BACKGROUND AND AIMS
Acute urinary retention (AUR) is a serious complication of progressive benign prostatic hyperplasia (BPH) that produces significant discomfort to patients. Although commonly managed with first-line medical therapy, treatment failure often leads to invasive surgery such as transurethral resection of the prostate or holmium laser enucleation of the prostate, both of which are associated with morbidity and long-term complications.1 The prostatic urethral lift (PUL) is a minimally-invasive surgical therapy that utilises small permanent implants to mechanically open the urinary channel, and has been shown to improve the quality of life (QoL) for BPH patients with minimal morbidity.2-4 Here, the authors assess safety and feasibility of PUL in subjects with AUR.
MATERIALS AND METHODS
The PULSAR study enrolled males ≥50 years of age across six UK sites with symptomatic BPH, prostate volumes ≤100 cc, and AUR with at least one failed trial without catheter while on β-blockers. Void trials, symptom response (measured by the International Prostate Symptom Score [IPSS] and Benign Prostatic Hyperplasia Impact Index [BPHII]), QoL, uroflowmetry (measured by maximum flow rate [Qmax] and postvoid residual urine volume), and urodynamic assessments (change in detrusor pressure at maximal flow rate [pdet.Qmax] and Bladder Outlet Obstruction Index [BOOI]) were examined post-PUL for 12 months. Baseline urodynamic assessment was not used for inclusion or exclusion criteria. Sexual Health Inventory for Men [SHIM] and return to normal scores were also analysed postprocedurally. Results were compared with the PUL randomised control trial (L.I.F.T. study). Rates of adverse events and catheter independence were calculated.

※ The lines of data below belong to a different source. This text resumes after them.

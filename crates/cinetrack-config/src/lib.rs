pub mod config;
pub mod credentials;
pub mod paths;

pub use config::{CinemaConfig, Config, FirebaseConfig, HttpConfig, LocalProfileConfig, SearchConfig, TmdbConfig, TMDB_TOKEN_ENV};
pub use credentials::{CredentialStore, StoredSession};
pub use paths::{PathManager, base_path_override};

The PULSAR study population of 52 men was significantly older (71.4±7.9 years versus 67.0±8.6 years; p<0.01) and had larger prostates (55.2±22.8 cc versus 44.5±12.5 cc; p<0.0001) compared with the L.I.F.T. study. Out of the subjects, 67% failed ≥2 trials without catheter prior to PUL, and mean catheter dependence was 132 days. Presence of lower urinary tract symptoms for >6 years was experienced by 40% of the subjects. After PUL, IPSS symptom response was similar to L.I.F.T.; however, QoL was significantly better for AUR subjects throughout follow-up (Table 1), and BPHII was better for AUR subjects at 1, 3, and 6 months post-PUL. Of the subjects, 67% became catheter-free by 1 month, 77% by 3 months, and 81% by 6 months. Three subjects (5.7%) remained catheterised at the end of the study; however, all switched from an indwelling catheter to intermittent self-catheterisation. Eighty percent of subjects were able to stop treatment with β-blockers. Five subjects (9.6%) underwent surgery and two subjects (3.8%) had a repeat PUL. Twelve-month improvement in pdet.Qmax and BOOI was seen in 12 subjects (-15.0±11.7, p=0.001; -18.2±24.0, p=0.02, respectively). Baseline SHIM was stable or improved throughout follow-up, and 88% of subjects returned to normal in an average of 8.5 days. Adverse events were typically mild-to-moderate and resolved within 2 weeks.
PUL safely and quickly restores normal voiding and improves lower urinary tract symptoms in BPH patients with AUR without the risks associated with cavitating procedures. Improved QoL scores in AUR patients indicate PUL can have a profound impact on these patients’ lives, compared to patients who are voiding prior to PUL.